- [TASK BRIEF] Reproduce word for word, from the entries below, the line with "let delta = position - self.rotate_start;", the line with "let delta = position - self.zoom_start;", and every line between them, and nothing more.

────────────────────

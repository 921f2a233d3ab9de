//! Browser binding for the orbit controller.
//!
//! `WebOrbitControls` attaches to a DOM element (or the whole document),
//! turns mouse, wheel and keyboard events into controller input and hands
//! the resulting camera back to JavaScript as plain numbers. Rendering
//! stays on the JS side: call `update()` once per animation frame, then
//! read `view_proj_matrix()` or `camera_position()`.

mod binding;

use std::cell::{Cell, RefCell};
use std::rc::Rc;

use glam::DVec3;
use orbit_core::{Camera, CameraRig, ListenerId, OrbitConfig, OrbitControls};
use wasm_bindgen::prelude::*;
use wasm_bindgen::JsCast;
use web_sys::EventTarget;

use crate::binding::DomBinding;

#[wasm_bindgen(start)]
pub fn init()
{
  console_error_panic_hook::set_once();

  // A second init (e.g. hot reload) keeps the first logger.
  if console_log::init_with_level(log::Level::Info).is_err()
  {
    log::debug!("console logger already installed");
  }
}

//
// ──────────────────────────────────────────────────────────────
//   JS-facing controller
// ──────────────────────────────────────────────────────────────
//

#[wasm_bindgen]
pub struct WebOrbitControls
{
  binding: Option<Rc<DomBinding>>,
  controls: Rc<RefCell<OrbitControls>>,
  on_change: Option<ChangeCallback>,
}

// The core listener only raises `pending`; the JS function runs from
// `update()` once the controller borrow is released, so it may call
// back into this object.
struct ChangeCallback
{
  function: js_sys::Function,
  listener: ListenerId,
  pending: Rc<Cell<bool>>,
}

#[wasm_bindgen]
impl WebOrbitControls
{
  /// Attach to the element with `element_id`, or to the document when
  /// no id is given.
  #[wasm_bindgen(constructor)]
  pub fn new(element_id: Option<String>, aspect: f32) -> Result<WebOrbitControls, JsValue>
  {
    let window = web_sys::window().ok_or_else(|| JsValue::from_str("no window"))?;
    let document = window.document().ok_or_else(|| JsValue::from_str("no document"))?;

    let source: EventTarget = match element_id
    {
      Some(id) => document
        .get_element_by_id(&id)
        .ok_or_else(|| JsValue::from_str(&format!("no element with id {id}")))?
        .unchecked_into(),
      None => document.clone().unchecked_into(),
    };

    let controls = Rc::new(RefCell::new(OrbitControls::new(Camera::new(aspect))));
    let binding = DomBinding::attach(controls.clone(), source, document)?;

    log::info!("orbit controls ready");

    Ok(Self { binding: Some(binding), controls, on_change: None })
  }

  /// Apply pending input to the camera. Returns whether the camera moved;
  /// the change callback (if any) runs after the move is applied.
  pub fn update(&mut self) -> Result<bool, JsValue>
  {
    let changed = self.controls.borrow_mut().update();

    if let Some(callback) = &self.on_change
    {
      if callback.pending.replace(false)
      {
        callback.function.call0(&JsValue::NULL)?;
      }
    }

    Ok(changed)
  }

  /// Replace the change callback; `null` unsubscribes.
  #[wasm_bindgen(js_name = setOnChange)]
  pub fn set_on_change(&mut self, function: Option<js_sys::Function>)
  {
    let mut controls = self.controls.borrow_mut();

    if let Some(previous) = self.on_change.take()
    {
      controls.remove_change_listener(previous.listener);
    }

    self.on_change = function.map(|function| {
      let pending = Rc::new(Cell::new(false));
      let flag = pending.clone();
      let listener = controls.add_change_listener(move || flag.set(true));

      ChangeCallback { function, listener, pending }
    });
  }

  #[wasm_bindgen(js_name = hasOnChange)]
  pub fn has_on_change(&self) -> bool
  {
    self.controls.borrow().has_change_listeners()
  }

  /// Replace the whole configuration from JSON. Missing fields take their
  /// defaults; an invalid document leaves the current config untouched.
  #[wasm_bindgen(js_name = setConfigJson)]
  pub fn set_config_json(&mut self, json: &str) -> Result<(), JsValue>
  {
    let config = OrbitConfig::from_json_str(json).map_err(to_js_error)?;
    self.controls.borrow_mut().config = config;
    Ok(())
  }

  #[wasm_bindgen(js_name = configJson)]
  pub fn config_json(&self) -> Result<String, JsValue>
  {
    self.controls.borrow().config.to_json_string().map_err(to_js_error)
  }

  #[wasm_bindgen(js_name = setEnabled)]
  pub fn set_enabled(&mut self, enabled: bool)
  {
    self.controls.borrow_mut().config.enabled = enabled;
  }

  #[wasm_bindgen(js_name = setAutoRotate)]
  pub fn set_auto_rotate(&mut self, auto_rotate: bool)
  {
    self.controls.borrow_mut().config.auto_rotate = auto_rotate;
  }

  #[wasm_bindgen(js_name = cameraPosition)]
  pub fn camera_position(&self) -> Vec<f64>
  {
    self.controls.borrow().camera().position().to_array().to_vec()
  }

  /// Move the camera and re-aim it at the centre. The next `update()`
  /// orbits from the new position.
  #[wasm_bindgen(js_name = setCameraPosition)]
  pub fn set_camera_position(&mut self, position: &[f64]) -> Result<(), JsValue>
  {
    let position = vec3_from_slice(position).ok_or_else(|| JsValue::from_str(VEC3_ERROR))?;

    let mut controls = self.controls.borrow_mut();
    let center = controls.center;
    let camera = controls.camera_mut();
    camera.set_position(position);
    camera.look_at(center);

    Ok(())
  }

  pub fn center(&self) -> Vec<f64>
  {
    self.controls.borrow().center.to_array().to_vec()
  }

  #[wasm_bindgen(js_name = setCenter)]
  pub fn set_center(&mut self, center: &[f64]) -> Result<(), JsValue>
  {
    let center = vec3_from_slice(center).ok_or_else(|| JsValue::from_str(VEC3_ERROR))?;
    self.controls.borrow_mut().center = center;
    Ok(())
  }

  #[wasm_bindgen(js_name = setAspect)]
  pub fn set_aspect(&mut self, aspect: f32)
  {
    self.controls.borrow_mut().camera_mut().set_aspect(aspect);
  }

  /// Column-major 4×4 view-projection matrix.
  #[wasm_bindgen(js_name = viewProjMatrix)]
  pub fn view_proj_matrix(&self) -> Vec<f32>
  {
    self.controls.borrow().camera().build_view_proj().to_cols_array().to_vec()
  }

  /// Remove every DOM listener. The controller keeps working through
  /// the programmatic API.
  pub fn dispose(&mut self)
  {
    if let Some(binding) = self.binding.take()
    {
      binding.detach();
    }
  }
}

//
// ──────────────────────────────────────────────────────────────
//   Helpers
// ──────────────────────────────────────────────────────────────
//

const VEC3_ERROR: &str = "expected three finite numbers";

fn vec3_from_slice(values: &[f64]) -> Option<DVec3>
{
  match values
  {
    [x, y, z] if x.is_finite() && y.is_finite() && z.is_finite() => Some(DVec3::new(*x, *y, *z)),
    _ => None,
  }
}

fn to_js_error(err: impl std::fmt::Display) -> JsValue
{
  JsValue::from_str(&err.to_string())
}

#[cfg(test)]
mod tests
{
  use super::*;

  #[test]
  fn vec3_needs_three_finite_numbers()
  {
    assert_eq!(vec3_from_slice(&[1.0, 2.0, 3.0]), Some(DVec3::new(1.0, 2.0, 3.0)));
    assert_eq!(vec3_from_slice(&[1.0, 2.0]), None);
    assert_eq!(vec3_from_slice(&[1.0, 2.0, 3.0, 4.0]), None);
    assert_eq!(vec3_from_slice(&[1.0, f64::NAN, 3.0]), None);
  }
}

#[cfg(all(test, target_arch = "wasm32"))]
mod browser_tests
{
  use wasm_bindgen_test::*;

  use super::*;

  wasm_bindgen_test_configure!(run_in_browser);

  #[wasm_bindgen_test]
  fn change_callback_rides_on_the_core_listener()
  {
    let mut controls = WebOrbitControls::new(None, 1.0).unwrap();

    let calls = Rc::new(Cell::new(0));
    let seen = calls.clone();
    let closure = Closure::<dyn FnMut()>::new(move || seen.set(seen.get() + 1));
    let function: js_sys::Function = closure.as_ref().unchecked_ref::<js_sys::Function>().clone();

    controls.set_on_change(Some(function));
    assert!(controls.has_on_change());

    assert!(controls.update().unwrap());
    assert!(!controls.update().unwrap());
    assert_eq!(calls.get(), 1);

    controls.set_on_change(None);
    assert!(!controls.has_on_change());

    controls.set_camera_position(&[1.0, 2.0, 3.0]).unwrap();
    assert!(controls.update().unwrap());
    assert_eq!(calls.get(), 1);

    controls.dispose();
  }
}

────────────────────

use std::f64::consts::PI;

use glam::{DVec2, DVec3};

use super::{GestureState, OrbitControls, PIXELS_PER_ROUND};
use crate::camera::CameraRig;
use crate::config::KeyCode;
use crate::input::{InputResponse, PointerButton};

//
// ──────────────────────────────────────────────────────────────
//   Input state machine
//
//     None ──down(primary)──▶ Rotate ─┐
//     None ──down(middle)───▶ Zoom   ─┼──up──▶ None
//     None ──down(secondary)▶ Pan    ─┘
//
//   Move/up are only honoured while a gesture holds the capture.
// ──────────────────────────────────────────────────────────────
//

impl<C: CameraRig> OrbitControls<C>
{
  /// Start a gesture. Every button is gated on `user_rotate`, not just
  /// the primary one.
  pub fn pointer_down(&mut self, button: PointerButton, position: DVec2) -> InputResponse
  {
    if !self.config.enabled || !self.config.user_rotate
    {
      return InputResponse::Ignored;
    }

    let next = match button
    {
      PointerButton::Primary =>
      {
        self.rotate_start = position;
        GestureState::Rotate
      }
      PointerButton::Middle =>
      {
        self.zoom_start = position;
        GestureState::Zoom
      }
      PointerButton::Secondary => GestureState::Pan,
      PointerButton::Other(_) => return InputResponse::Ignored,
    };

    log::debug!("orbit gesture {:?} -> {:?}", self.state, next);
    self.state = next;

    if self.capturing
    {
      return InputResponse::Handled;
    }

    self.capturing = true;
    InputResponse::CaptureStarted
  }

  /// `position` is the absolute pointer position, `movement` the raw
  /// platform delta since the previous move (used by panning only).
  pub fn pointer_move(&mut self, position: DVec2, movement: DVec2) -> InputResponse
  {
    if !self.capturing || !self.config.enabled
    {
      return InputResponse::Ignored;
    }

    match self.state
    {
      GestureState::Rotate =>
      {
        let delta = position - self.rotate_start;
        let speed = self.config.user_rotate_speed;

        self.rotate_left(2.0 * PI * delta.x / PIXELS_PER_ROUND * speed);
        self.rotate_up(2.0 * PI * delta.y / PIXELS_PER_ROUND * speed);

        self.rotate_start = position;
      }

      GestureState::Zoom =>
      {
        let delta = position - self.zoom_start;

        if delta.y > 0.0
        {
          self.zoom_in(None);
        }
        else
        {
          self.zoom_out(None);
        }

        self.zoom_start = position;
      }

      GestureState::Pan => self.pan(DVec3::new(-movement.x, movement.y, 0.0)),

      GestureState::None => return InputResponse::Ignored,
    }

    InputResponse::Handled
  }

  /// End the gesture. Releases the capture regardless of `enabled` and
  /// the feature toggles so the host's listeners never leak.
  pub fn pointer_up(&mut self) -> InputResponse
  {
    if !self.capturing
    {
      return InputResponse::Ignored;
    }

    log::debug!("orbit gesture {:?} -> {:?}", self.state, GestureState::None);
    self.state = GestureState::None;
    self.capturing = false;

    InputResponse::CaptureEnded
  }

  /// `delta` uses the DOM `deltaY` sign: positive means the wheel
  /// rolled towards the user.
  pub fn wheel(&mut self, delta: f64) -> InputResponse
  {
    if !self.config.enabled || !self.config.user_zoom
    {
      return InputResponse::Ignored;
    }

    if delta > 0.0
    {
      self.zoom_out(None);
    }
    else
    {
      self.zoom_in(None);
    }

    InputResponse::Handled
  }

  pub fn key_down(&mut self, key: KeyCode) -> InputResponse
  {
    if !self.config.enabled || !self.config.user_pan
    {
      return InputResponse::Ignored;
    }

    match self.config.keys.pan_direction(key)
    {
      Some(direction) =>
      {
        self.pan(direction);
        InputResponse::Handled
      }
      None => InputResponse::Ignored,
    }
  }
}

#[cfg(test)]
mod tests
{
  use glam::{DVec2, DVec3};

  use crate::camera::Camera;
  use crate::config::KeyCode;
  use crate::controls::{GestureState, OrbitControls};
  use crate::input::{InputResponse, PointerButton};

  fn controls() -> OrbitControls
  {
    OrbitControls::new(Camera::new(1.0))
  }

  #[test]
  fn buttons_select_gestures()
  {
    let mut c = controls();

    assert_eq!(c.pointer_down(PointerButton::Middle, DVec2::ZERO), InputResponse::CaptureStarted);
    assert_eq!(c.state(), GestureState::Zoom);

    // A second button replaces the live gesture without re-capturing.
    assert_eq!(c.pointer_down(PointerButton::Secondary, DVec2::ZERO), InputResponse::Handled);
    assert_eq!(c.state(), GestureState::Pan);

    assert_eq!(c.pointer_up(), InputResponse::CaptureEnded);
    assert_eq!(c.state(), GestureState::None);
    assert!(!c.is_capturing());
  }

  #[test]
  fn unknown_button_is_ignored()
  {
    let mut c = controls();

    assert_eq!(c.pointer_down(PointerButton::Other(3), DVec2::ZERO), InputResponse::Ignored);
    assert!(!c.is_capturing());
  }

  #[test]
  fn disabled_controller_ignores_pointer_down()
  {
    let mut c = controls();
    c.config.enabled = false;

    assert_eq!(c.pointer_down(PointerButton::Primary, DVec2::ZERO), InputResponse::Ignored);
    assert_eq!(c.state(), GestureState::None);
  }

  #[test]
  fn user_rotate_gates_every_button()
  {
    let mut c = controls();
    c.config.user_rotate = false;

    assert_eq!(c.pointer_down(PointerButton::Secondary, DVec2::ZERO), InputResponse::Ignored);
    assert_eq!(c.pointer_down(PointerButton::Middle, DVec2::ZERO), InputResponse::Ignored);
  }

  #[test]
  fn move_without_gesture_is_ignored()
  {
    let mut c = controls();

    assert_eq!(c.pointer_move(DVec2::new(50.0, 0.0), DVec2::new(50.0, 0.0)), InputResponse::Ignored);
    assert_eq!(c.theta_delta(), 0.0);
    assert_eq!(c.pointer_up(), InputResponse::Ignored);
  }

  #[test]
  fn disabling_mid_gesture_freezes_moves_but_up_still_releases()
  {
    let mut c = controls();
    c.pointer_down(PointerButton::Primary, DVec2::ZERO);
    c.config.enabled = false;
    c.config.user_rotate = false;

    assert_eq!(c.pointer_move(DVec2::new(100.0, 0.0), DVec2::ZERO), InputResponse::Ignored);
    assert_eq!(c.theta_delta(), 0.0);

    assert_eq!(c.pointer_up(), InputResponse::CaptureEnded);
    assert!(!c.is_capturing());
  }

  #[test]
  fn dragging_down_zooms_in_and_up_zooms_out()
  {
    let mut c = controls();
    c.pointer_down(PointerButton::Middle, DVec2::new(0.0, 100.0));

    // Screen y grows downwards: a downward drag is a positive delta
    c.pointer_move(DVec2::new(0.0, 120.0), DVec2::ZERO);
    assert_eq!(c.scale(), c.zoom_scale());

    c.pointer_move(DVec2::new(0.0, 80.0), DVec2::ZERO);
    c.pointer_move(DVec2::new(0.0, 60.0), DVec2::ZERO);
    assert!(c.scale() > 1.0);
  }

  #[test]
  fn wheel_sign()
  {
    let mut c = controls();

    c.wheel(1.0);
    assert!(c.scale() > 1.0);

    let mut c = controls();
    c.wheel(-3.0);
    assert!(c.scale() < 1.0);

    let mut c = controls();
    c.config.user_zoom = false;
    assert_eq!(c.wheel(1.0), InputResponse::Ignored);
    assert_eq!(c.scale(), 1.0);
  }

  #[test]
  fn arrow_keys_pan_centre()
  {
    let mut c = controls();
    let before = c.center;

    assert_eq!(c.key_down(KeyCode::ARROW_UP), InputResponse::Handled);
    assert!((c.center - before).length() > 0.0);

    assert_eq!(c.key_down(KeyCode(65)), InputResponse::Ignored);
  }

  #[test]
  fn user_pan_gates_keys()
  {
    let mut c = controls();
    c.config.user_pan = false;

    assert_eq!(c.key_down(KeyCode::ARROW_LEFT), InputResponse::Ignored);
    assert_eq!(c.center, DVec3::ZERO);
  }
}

────────────────────

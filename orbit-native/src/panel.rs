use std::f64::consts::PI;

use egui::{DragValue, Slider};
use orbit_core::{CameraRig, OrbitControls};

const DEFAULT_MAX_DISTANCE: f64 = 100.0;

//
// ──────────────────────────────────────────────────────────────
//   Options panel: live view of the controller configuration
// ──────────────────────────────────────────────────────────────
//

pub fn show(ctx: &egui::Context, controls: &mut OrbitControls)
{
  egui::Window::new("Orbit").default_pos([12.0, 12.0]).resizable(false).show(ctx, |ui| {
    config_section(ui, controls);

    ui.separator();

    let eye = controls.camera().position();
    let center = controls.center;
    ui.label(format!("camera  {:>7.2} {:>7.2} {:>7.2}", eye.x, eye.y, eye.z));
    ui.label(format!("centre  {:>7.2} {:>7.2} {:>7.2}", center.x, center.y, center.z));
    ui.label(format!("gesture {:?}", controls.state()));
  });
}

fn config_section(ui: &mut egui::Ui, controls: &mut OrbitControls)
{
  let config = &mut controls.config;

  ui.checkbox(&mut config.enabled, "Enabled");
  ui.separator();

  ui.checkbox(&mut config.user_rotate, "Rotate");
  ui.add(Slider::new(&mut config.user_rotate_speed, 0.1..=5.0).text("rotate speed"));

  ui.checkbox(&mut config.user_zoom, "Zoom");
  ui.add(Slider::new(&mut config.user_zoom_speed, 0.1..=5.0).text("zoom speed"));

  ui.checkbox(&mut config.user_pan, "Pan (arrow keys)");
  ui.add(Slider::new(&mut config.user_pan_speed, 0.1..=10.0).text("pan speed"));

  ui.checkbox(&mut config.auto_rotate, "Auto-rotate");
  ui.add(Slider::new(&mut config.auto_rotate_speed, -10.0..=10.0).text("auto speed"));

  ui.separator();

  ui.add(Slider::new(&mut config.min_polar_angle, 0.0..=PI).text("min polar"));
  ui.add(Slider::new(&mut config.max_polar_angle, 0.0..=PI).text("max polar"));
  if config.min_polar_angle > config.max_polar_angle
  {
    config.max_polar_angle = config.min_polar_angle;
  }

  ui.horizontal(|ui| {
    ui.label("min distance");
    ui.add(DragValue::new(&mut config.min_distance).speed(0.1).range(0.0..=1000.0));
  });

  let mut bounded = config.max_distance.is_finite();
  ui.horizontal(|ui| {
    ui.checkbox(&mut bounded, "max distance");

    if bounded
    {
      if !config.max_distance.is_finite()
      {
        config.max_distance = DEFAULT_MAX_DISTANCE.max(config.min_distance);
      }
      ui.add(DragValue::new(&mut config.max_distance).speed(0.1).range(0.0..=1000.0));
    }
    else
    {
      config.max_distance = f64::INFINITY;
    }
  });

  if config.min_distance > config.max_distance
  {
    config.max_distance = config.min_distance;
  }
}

────────────────────

- [RESULT OF THIS TASK]
        let delta = position - self.rotate_start;
        let speed = self.config.user_rotate_speed;

        self.rotate_left(2.0 * PI * delta.x / PIXELS_PER_ROUND * speed);
        self.rotate_up(2.0 * PI * delta.y / PIXELS_PER_ROUND * speed);

        self.rotate_start = position;
      }

      GestureState::Zoom =>
      {
        let delta = position - self.zoom_start;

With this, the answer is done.